This may be the most detailed summary of machine learning model fusion Dafa

Ensemble learning refers to a machine learning model that combines two or more models. Ensemble learning is a branch of machine learning that is often used in pursuit of stronger predictive capabilities.

Modern machine learning libraries (scikit-learn, XGBoost) already incorporate common ensemble learning methods internally. Ensemble learning is often used by top and winning participants in machine learning competitions. If you like this article, remember to bookmark, like, and follow.

[Note] The full version of the code, data, and technical exchange can be obtained at the end of the article

Introduction to Integrated Learning

Ensemble learning combines multiple different models and then combines a single model to complete the prediction. Often, ensemble learning finds better performance than a single model.

Common ensemble learning techniques fall into three categories:

Bagging, 如. Bagged Decision Trees and Random Forest.
Boosting, 如. Adaboost and Gradient Boosting
Stacking, 如. Voting and using a meta-model.

Using ensemble learning can reduce the variance of the prediction results while also performing better than a single model.

Bagging

BaggingBy sampling the samples of the training data set, various models are obtained by training, and then various prediction results are obtained. When combining model predictions, individual model predictions can be voted or averaged.

BaggingThe key is the sampling method of the dataset. The common way is to sample from the row (sample) dimension, here is sampling with replacement.

BaggingCan be passed BaggingClassifierand BaggingRegressorused, by default they use a decision tree as the base model, n_estimatorsthe number of trees to create can be specified by parameter.
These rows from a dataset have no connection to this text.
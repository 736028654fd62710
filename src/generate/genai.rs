use std::time::Duration;

use anyhow::{Context, Result};
use reqwest::blocking::Client;
use serde::{Deserialize, Serialize};
use serde_json::json;

use super::PromptSession;
use crate::config::GeneratorConfig;

/// Chat session against the Generative Language `generateContent` endpoint.
///
/// The API is stateless, so the whole conversation is resent every turn.
pub struct GenAiSession {
    client: Client,
    endpoint: reqwest::Url,
    api_key: String,
    history: Vec<Content>,
}

#[derive(Clone, Debug, Serialize, Deserialize)]
struct Content {
    role: String,
    parts: Vec<Part>,
}

#[derive(Clone, Debug, Serialize, Deserialize)]
struct Part {
    #[serde(default)]
    text: String,
}

#[derive(Debug, Deserialize)]
struct GenerateResponse {
    #[serde(default)]
    candidates: Vec<Candidate>,
}

#[derive(Debug, Deserialize)]
struct Candidate {
    content: Option<Content>,
}

impl GenAiSession {
    pub fn new(cfg: &GeneratorConfig) -> Result<Self> {
        let api_key = cfg
            .genai_api_key
            .as_deref()
            .context("GOOGLE_GENAI_API_KEY is not set")?;
        let mut endpoint = reqwest::Url::parse(&cfg.genai_base_url)
            .with_context(|| format!("parse genai base url {}", cfg.genai_base_url))?;
        endpoint
            .path_segments_mut()
            .map_err(|_| anyhow::anyhow!("genai base url cannot hold a path"))?
            .pop_if_empty()
            .push("models")
            .push(&format!("{}:generateContent", cfg.genai_model));
        let client = Client::builder()
            .user_agent("wpg")
            .timeout(Duration::from_secs(cfg.timeout_secs.max(1)))
            .build()
            .context("build reqwest client")?;
        Ok(Self {
            client,
            endpoint,
            api_key: api_key.to_string(),
            history: Vec::new(),
        })
    }

    fn request_body(&self) -> serde_json::Value {
        json!({
            "contents": self.history,
            "generationConfig": {
                "temperature": 1.2,
                "responseMimeType": "application/json",
                "responseSchema": {
                    "type": "OBJECT",
                    "properties": {
                        "items": { "type": "ARRAY", "items": { "type": "STRING" } }
                    }
                }
            }
        })
    }
}

impl PromptSession for GenAiSession {
    fn send(&mut self, message: &str) -> Result<String> {
        self.history.push(Content {
            role: "user".to_string(),
            parts: vec![Part {
                text: message.to_string(),
            }],
        });
        tracing::debug!(turns = self.history.len(), "genai generateContent");
        let resp = self
            .client
            .post(self.endpoint.clone())
            .header("x-goog-api-key", self.api_key.as_str())
            .json(&self.request_body())
            .send()
            .context("send generateContent")?;
        let status = resp.status();
        if !status.is_success() {
            let body = resp.text().unwrap_or_default();
            anyhow::bail!("generateContent failed: status {} ({})", status, body.trim());
        }
        let parsed: GenerateResponse = resp.json().context("parse generateContent response")?;
        let content = parsed
            .candidates
            .into_iter()
            .find_map(|c| c.content)
            .context("generateContent returned no candidates")?;
        let text: String = content.parts.iter().map(|p| p.text.as_str()).collect();

        self.history.push(Content {
            role: "model".to_string(),
            parts: vec![Part { text: text.clone() }],
        });
        Ok(text)
    }
}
from sklearn.datasets import make_classification
from sklearn.model_selection import cross_val_score
from sklearn.model_selection import RepeatedStratifiedKFold
from sklearn.ensemble import BaggingClassifier

# 创建样例数据集
X, y = make_classification(random_state=1)

# 创建bagging模型
model = BaggingClassifier(n_estimators=50)

# 设置验证集数据划分方式
cv = RepeatedStratifiedKFold(n_splits=10, n_repeats=3, random_state=1)

# 验证模型精度
n_scores = cross_val_score(model, X, y, scoring='accuracy', cv=cv, n_jobs=-1)

# 打印模型的精度
print('Mean Accuracy: %.3f (%.3f)' % (mean(n_scores), std(n_scores)))

Random Forest

Random Forest is a combination of Bagging and a tree model:

A random forest ensemble fits a decision tree on different bootstrap samples of the training dataset.
Random Forest will also sample the features (columns) of each dataset.

Instead of considering all features when choosing split points, random forests restrict features to a random subset of features when building each decision tree.

Random forest ensembles are available in scikit-learn via RandomForestClassifierand classes. RandomForestRegressorYou can n_estimatorsspecify the number of trees to create via max_featuresparameters and the number of randomly selected features to consider at each split point.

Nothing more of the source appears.